Toutes les maladies infectieuses émergentes ne sont pas forcément virales comme le rappelle la nouvelle épizootie due à une bactérie Sarcina qui affecte des chimpanzés en Sierra Leone.

Depuis 2005, les chimpanzés (Pan troglodytes verus) du sanctuaire de Tacugama, au sud de Freetown, souffrent d’une maladie mortelle d’étiologie inconnue. Ce syndrome neurologique et gastro-entérique épizootique (ENGS) est caractérisé par des signes neurologiques (faiblesse, ataxie, convulsions) et gastro-intestinaux (distension abdominale, anorexie, vomissements). À ce jour, 56 chimpanzés ont été touchés sur une population d’une centaine d’individus dans le sanctuaire, dont 24 sont morts subitement en moins de 12 heures sans que les soignants n’observent de signes avant-coureurs. Parmi les 32 autres, les signes ont persisté pendant une médiane de 6 jours (de 1 à 90 jours) avant la guérison ou le décès. Enfin, tous les individus guéris ont ensuite rechuté et sont morts. La létalité de la maladie est donc de 100 % et la distribution des cas montre un net pic au mois de mars, encore inexpliqué. L’agent étiologique de l’ENGS ne semble pas être transmis directement, comme en témoigne le faible regroupement de cas dans le temps et l’espace.
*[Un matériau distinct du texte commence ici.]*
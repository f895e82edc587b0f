//! End-to-end tests for the decision core.
//!
//! These build realistic goal stacks through the public API and exercise the
//! consistency checker, cascading removal and the activity waterfall together.

use akh_decide::activity::{Activation, ActivationClass, FiringType};
use akh_decide::changes::WmChange;
use akh_decide::config::DecideConfig;
use akh_decide::decide::{
    ActiveLevelState, Decider, Decision, LevelTransition, TransitionReason, WaterfallOutcome,
};
use akh_decide::goal::{GoalId, Impasse, ImpasseKind};
use akh_decide::phase::Phase;
use akh_decide::preference::Preference;
use akh_decide::scenario::{Scenario, StepOutcome};
use akh_decide::semantics::IndifferentSelection;
use akh_decide::slot::ContextAttribute;
use akh_decide::symbol::SymbolId;

fn test_decider() -> Decider {
    Decider::from_config(&DecideConfig {
        indifferent_selection: IndifferentSelection::First,
        ..Default::default()
    })
}

/// Top goal with `O1` installed above an operator no-change sub-goal.
fn operator_over_subgoal(d: &mut Decider) -> (GoalId, GoalId, SymbolId) {
    let s1 = d.create_top_goal().unwrap();
    let o1 = d.symbols_mut().intern("O1").unwrap();
    d.stack_mut()
        .add_preference(s1, Preference::acceptable(o1))
        .unwrap();
    assert_eq!(d.decide_operator(s1).unwrap(), Decision::Installed(o1));
    let Decision::Impasse { goal: s2, .. } = d.decide_operator(s1).unwrap() else {
        panic!("expected an operator no-change");
    };
    (s1, s2, o1)
}

/// Four goals: a tie at level 1, then state no-changes below it.
fn four_level_stack(d: &mut Decider) -> Vec<GoalId> {
    let s1 = d.create_top_goal().unwrap();
    let o1 = d.symbols_mut().intern("O1").unwrap();
    let o2 = d.symbols_mut().intern("O2").unwrap();
    d.stack_mut()
        .add_preference(s1, Preference::acceptable(o1))
        .unwrap();
    d.stack_mut()
        .add_preference(s1, Preference::acceptable(o2))
        .unwrap();
    d.decide_operator(s1).unwrap();
    let s2 = d.stack().bottom().unwrap();
    d.decide_operator(s2).unwrap();
    let s3 = d.stack().bottom().unwrap();
    d.decide_operator(s3).unwrap();
    let s4 = d.stack().bottom().unwrap();
    vec![s1, s2, s3, s4]
}

#[test]
fn scenario_a_replaced_candidate_invalidates_operator() {
    let mut d = test_decider();
    let (s1, s2, o1) = operator_over_subgoal(&mut d);

    // The operator's only acceptable preference is replaced by another.
    let o2 = d.symbols_mut().intern("O2").unwrap();
    let keep = d.stack().goal(s1).unwrap().operator().preference_entries()[0].0;
    d.stack_mut().remove_preference(s1, keep).unwrap();
    d.stack_mut()
        .add_preference(s1, Preference::acceptable(o2))
        .unwrap();

    assert!(!d.is_consistent(s1).unwrap());
    d.remove_decision(s1).unwrap();

    let top = d.stack().goal(s1).unwrap();
    assert!(top.operator().installed().is_none());
    assert!(!top.has_subgoal());
    assert!(!d.stack().contains(s2));
    assert_eq!(d.stack().depth(), 1);
    assert!(d.working_memory().applied().iter().any(|c| matches!(
        c,
        WmChange::FactRemoved { value, .. } if *value == o1
    )));
}

#[test]
fn scenario_b_indifferent_alternative_keeps_operator() {
    let mut d = test_decider();
    let (s1, s2, o1) = operator_over_subgoal(&mut d);

    let o2 = d.symbols_mut().intern("O2").unwrap();
    for pref in [
        Preference::acceptable(o2),
        Preference::indifferent(o2),
        Preference::indifferent(o1),
    ] {
        d.stack_mut().add_preference(s1, pref).unwrap();
    }

    assert!(d.is_consistent(s1).unwrap());
    assert!(d.check_stack_through_goal(s2).unwrap());
    assert!(d.stack().contains(s2));
}

#[test]
fn scenario_c_tie_stays_consistent_as_candidates_change() {
    let mut d = test_decider();
    let stack = four_level_stack(&mut d);
    let (s1, s2) = (stack[0], stack[1]);
    assert_eq!(
        d.stack().goal(s2).unwrap().impasse(),
        Some(Impasse::new(ImpasseKind::Tie, ContextAttribute::Operator))
    );

    let o3 = d.symbols_mut().intern("O3").unwrap();
    d.stack_mut()
        .add_preference(s1, Preference::acceptable(o3))
        .unwrap();

    assert!(d.is_consistent(s1).unwrap());
    assert!(d.check_stack_through_goal(stack[3]).unwrap());
    assert_eq!(d.stack().depth(), 4);
}

#[test]
fn scenario_d_quiescence_check_removes_decision_and_still_changes_phase() {
    for (apply, phase) in [(true, Phase::Output), (false, Phase::Decision)] {
        let mut d = test_decider();
        let (s1, s2, o1) = operator_over_subgoal(&mut d);
        d.stack_mut()
            .add_preference(s1, Preference::reject(o1))
            .unwrap();

        let mut state = ActiveLevelState::new();
        let outcome = if apply {
            d.run_waterfall_apply(&mut state).unwrap()
        } else {
            d.run_waterfall_propose(&mut state).unwrap()
        };

        assert_eq!(
            outcome,
            WaterfallOutcome::PhaseChange {
                phase,
                reason: TransitionReason::Quiescence,
            }
        );
        assert!(!d.stack().contains(s2));
        assert!(d.stack().goal(s1).unwrap().operator().installed().is_none());
        assert_eq!(d.phases().current(), phase);
    }
}

#[test]
fn scenario_e_higher_level_checks_before_committing() {
    let mut d = test_decider();
    let (s1, s2, o1) = operator_over_subgoal(&mut d);
    d.stack_mut()
        .enqueue(s2, ActivationClass::OutputAssertion, Activation::new("apply*deep"))
        .unwrap();

    let mut state = ActiveLevelState::new();
    d.run_waterfall_apply(&mut state).unwrap();
    assert_eq!(state.active_level(), 2);
    assert_eq!(state.firing_type(), FiringType::PreferenceElaboration);

    // While the deeper goal ran, the top operator was rejected.
    d.stack_mut()
        .add_preference(s1, Preference::reject(o1))
        .unwrap();
    d.stack_mut()
        .enqueue(s1, ActivationClass::InferenceAssertion, Activation::new("elab*top"))
        .unwrap();

    let outcome = d.run_waterfall_apply(&mut state).unwrap();
    assert_eq!(
        outcome,
        WaterfallOutcome::PhaseChange {
            phase: Phase::Output,
            reason: TransitionReason::Inconsistency,
        }
    );
    assert_eq!(state.firing_type(), FiringType::PreferenceElaboration);
    assert!(!d.stack().contains(s2));
}

#[test]
fn higher_level_with_consistent_change_fires_and_consumes_marker() {
    let mut d = test_decider();
    let (s1, s2, o1) = operator_over_subgoal(&mut d);
    d.stack_mut()
        .enqueue(s2, ActivationClass::OutputAssertion, Activation::new("apply*deep"))
        .unwrap();
    let mut state = ActiveLevelState::new();
    d.run_waterfall_apply(&mut state).unwrap();

    d.stack_mut()
        .add_preference(s1, Preference::best(o1))
        .unwrap();
    d.stack_mut()
        .enqueue(s1, ActivationClass::InferenceAssertion, Activation::new("elab*top"))
        .unwrap();

    let outcome = d.run_waterfall_apply(&mut state).unwrap();
    assert_eq!(
        outcome,
        WaterfallOutcome::Fire {
            goal: Some(s1),
            level: 1,
            firing_type: FiringType::InferenceElaboration,
            transition: LevelTransition::HigherLevel,
        }
    );
    assert!(!d.stack().goal(s1).unwrap().operator().is_changed());
    assert!(d.stack().contains(s2));
}

#[test]
fn cascading_removal_drops_every_lower_goal() {
    let mut d = test_decider();
    let stack = four_level_stack(&mut d);
    assert_eq!(d.stack().depth(), 4);

    d.remove_decision(stack[1]).unwrap();

    assert_eq!(d.stack().depth(), 2);
    assert_eq!(d.stack().bottom(), Some(stack[1]));
    assert!(!d.stack().goal(stack[1]).unwrap().has_subgoal());
    assert!(d.stack().get(stack[2]).is_none());
    assert!(d.stack().get(stack[3]).is_none());
    d.stack().check_invariants().unwrap();

    // Deepest goal is removed first.
    let removed: Vec<u32> = d
        .working_memory()
        .applied()
        .iter()
        .filter_map(|c| match c {
            WmChange::GoalRemoved { level, .. } => Some(*level),
            _ => None,
        })
        .collect();
    assert_eq!(removed, vec![4, 3]);

    // A fresh sub-goal reuses an arena slot without reviving stale handles.
    d.decide_operator(stack[1]).unwrap();
    let fresh = d.stack().bottom().unwrap();
    assert_eq!(d.stack().goal(fresh).unwrap().level(), 3);
    assert!(!d.stack().contains(stack[2]));
    assert!(!d.stack().contains(stack[3]));
}

#[test]
fn consistency_check_is_idempotent_and_commits_nothing() {
    let mut d = test_decider();
    let (s1, _s2, _o1) = operator_over_subgoal(&mut d);
    let commits = d.semantics().commits();
    let flushes = d.working_memory().flush_count();

    let first = d.is_consistent(s1).unwrap();
    let second = d.is_consistent(s1).unwrap();

    assert_eq!(first, second);
    assert_eq!(d.semantics().commits(), commits);
    assert_eq!(d.working_memory().flush_count(), flushes);
}

#[test]
fn pending_retractions_of_removed_goals_become_nil_goal_retractions() {
    let mut d = test_decider();
    let (s1, s2, o1) = operator_over_subgoal(&mut d);
    d.stack_mut()
        .enqueue(s2, ActivationClass::Retraction, Activation::new("elab*gone"))
        .unwrap();
    d.stack_mut()
        .add_preference(s1, Preference::reject(o1))
        .unwrap();

    assert!(!d.check_stack_through_goal(s1).unwrap());
    assert_eq!(d.stack().nil_goal_retractions().len(), 1);

    let mut state = ActiveLevelState::new();
    let outcome = d.run_waterfall_apply(&mut state).unwrap();
    assert_eq!(
        outcome,
        WaterfallOutcome::Fire {
            goal: None,
            level: 0,
            firing_type: FiringType::InferenceElaboration,
            transition: LevelTransition::NilGoalRetractions,
        }
    );
}

#[test]
fn scenario_file_runs_from_disk() {
    let dir = tempfile::TempDir::new().unwrap();
    let path = dir.path().join("tie.toml");
    std::fs::write(
        &path,
        r#"
name = "resolved tie"

[[goals]]
preferences = [
  { kind = "acceptable", value = "O1" },
  { kind = "acceptable", value = "O2" },
]

[[steps]]
action = "decide"
level = 1

[[steps]]
action = "add_preference"
level = 1
kind = "better"
value = "O2"
referent = "O1"

[[steps]]
action = "check"
level = 2

[[steps]]
action = "decide"
level = 1
"#,
    )
    .unwrap();

    let config = DecideConfig {
        indifferent_selection: IndifferentSelection::First,
        ..Default::default()
    };
    let scenario = Scenario::load(&path).unwrap();
    let run = scenario.run(&config).unwrap();
    let trace = run.trace();

    assert!(matches!(
        trace[0].outcome,
        StepOutcome::Decision {
            decision: Decision::Impasse { .. },
            ..
        }
    ));
    assert_eq!(trace[0].depth, 2);
    // The tie became a unique choice: the tie sub-goal is removed.
    assert_eq!(
        trace[2].outcome,
        StepOutcome::Checked {
            level: 2,
            consistent: false
        }
    );
    assert_eq!(trace[2].depth, 1);
    let o2 = run.decider().symbols().lookup("O2").unwrap();
    assert_eq!(
        trace[3].outcome,
        StepOutcome::Decision {
            level: 1,
            decision: Decision::Installed(o2)
        }
    );
}

#[test]
fn config_round_trips_through_disk() {
    let dir = tempfile::TempDir::new().unwrap();
    let path = dir.path().join("nested").join("decide.toml");
    let config = DecideConfig {
        max_elaborations: 7,
        indifferent_selection: IndifferentSelection::First,
        seed: 42,
        check_invariants: false,
    };
    config.save(&path).unwrap();

    let loaded = DecideConfig::load(&path).unwrap();
    assert_eq!(loaded, config);
}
Une étude cas-témoins a été menée dans le sanctuaire sur 19 individus malades et 14 témoins sains, pour tenter d’identifier l’agent étiologique en cause (1). L’ENGS était significativement associée à une bactérie du genre Sarcina. En effet, 68,4 % des cas étudiés (n = 13/19) étaient positifs par PCR pour cette bactérie, alors qu’aucun témoin ne l’était. Ce résultat, associé au fait que certaines espèces du genre Sarcina, comme S. ventriculi, sont connues pour provoquer des maladies gastro-entériques chez l’homme et les animaux suggèrent que cette bactérie pourrait être l’agent causal de l’ENGS. Des études plus approfondies sont cependant nécessaires.
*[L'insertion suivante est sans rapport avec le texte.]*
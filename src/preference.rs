//! Preferences: the competing claims rule firings make about a context slot.
//!
//! The decision core only reads preferences. They are added when a rule
//! fires and removed when that firing is retracted; both events mark the
//! owning slot as changed.

use serde::{Deserialize, Serialize};

use crate::symbol::SymbolId;

/// Type of a preference.
///
/// Unary kinds talk about `value` alone; binary kinds relate `value` to a
/// `referent`.
#[derive(Debug, Clone, Copy, PartialEq, Eq, Hash, Serialize, Deserialize)]
#[serde(rename_all = "snake_case")]
pub enum PreferenceKind {
    Acceptable,
    Reject,
    Require,
    Prohibit,
    /// `value` is better than `referent`.
    Better,
    /// `value` is worse than `referent`.
    Worse,
    Best,
    Worst,
    UnaryIndifferent,
    /// `value` and `referent` are interchangeable.
    BinaryIndifferent,
}

impl PreferenceKind {
    /// Whether this kind needs a referent.
    pub fn is_binary(self) -> bool {
        matches!(self, Self::Better | Self::Worse | Self::BinaryIndifferent)
    }

    /// Symbol used in traces, following the classic rule syntax.
    pub fn symbol(self) -> &'static str {
        match self {
            Self::Acceptable => "+",
            Self::Reject => "-",
            Self::Require => "!",
            Self::Prohibit => "~",
            Self::Better => ">",
            Self::Worse => "<",
            Self::Best => ">",
            Self::Worst => "<",
            Self::UnaryIndifferent => "=",
            Self::BinaryIndifferent => "=",
        }
    }
}

impl std::fmt::Display for PreferenceKind {
    fn fmt(&self, f: &mut std::fmt::Formatter<'_>) -> std::fmt::Result {
        let name = match self {
            Self::Acceptable => "acceptable",
            Self::Reject => "reject",
            Self::Require => "require",
            Self::Prohibit => "prohibit",
            Self::Better => "better",
            Self::Worse => "worse",
            Self::Best => "best",
            Self::Worst => "worst",
            Self::UnaryIndifferent => "unary-indifferent",
            Self::BinaryIndifferent => "binary-indifferent",
        };
        f.write_str(name)
    }
}

/// Where a preference's support comes from.
#[derive(Debug, Clone, Copy, PartialEq, Eq, Hash, Default, Serialize, Deserialize)]
#[serde(rename_all = "snake_case")]
pub enum Support {
    /// Created by the architecture itself (e.g. impasse bookkeeping).
    Architecture,
    /// Created by a rule firing and retracted with it.
    #[default]
    Inference,
}

/// Handle of a preference within its slot, unique per goal stack.
#[derive(Debug, Clone, Copy, PartialEq, Eq, Hash, PartialOrd, Ord, Serialize, Deserialize)]
pub struct PreferenceId(pub u64);

impl std::fmt::Display for PreferenceId {
    fn fmt(&self, f: &mut std::fmt::Formatter<'_>) -> std::fmt::Result {
        write!(f, "pref:{}", self.0)
    }
}

/// A preference for (or against) a value of a context slot.
///
/// The (identifier, attribute) half of the assertion is implied by the slot
/// that owns the preference.
#[derive(Debug, Clone, Copy, PartialEq, Eq, Serialize, Deserialize)]
pub struct Preference {
    pub kind: PreferenceKind,
    pub value: SymbolId,
    pub referent: Option<SymbolId>,
    pub support: Support,
}

impl Preference {
    /// Create a unary preference.
    pub fn unary(kind: PreferenceKind, value: SymbolId) -> Self {
        Self {
            kind,
            value,
            referent: None,
            support: Support::Inference,
        }
    }

    /// Create a binary preference relating `value` to `referent`.
    pub fn binary(kind: PreferenceKind, value: SymbolId, referent: SymbolId) -> Self {
        Self {
            kind,
            value,
            referent: Some(referent),
            support: Support::Inference,
        }
    }

    pub fn acceptable(value: SymbolId) -> Self {
        Self::unary(PreferenceKind::Acceptable, value)
    }

    pub fn reject(value: SymbolId) -> Self {
        Self::unary(PreferenceKind::Reject, value)
    }

    pub fn require(value: SymbolId) -> Self {
        Self::unary(PreferenceKind::Require, value)
    }

    pub fn prohibit(value: SymbolId) -> Self {
        Self::unary(PreferenceKind::Prohibit, value)
    }

    pub fn best(value: SymbolId) -> Self {
        Self::unary(PreferenceKind::Best, value)
    }

    pub fn worst(value: SymbolId) -> Self {
        Self::unary(PreferenceKind::Worst, value)
    }

    pub fn indifferent(value: SymbolId) -> Self {
        Self::unary(PreferenceKind::UnaryIndifferent, value)
    }

    pub fn better(value: SymbolId, referent: SymbolId) -> Self {
        Self::binary(PreferenceKind::Better, value, referent)
    }

    pub fn worse(value: SymbolId, referent: SymbolId) -> Self {
        Self::binary(PreferenceKind::Worse, value, referent)
    }

    pub fn indifferent_to(value: SymbolId, referent: SymbolId) -> Self {
        Self::binary(PreferenceKind::BinaryIndifferent, value, referent)
    }

    /// Mark this preference as architecture-supported.
    pub fn with_support(mut self, support: Support) -> Self {
        self.support = support;
        self
    }

    /// Whether this preference is well formed: binary kinds need a referent,
    /// unary kinds must not carry one.
    pub fn is_well_formed(&self) -> bool {
        self.kind.is_binary() == self.referent.is_some()
    }
}

#[cfg(test)]
mod tests {
    use super::*;

    fn sym(id: u64) -> SymbolId {
        SymbolId::new(id).unwrap()
    }

    #[test]
    fn constructors_set_referents() {
        let p = Preference::better(sym(1), sym(2));
        assert_eq!(p.kind, PreferenceKind::Better);
        assert_eq!(p.referent, Some(sym(2)));
        assert!(p.is_well_formed());

        let q = Preference::acceptable(sym(1));
        assert!(q.referent.is_none());
        assert!(q.is_well_formed());
    }

    #[test]
    fn malformed_binary_preference_is_detected() {
        let p = Preference::unary(PreferenceKind::Worse, sym(1));
        assert!(!p.is_well_formed());
    }

    #[test]
    fn default_support_is_inference() {
        let p = Preference::reject(sym(3));
        assert_eq!(p.support, Support::Inference);
        let q = p.with_support(Support::Architecture);
        assert_eq!(q.support, Support::Architecture);
    }

    #[test]
    fn kind_display_and_symbols() {
        assert_eq!(PreferenceKind::BinaryIndifferent.to_string(), "binary-indifferent");
        assert_eq!(PreferenceKind::Require.symbol(), "!");
        assert!(PreferenceKind::Worse.is_binary());
        assert!(!PreferenceKind::Worst.is_binary());
    }
}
Les analyses ont également montré que la bactérie suspectée est distincte de S. ventriculi et d’autres espèces connues du genre Sarcina, de par ses caractères morphologiques et de croissance. Le séquençage du génome entier a confirmé cette distinction et révélé la présence de caractéristiques génétiques qui pourraient expliquer sa virulence inhabituelle. Il a donc été proposé de distinguer une nouvelle espèce qui serait dénommée Sarcina troglodytae (1,2).

A ce jour, au Sierra Leone, aucun cas n’a été signalé chez l’Homme, y compris parmi le personnel ayant un contact étroit avec les chimpanzés. Cependant, vu que les humains et les chimpanzés partagent 98,8 % de leur patrimoine génétique et présentent de nombreux agents pathogènes en commun, il est probable que cette bactérie a le potentiel d’être transmise à l’Homme. Il est également possible que d’éventuels facteurs prédisposants (stress, alimentation, conditions environnementales, autres agents pathogènes) diffèrent entre les humains et les chimpanzés.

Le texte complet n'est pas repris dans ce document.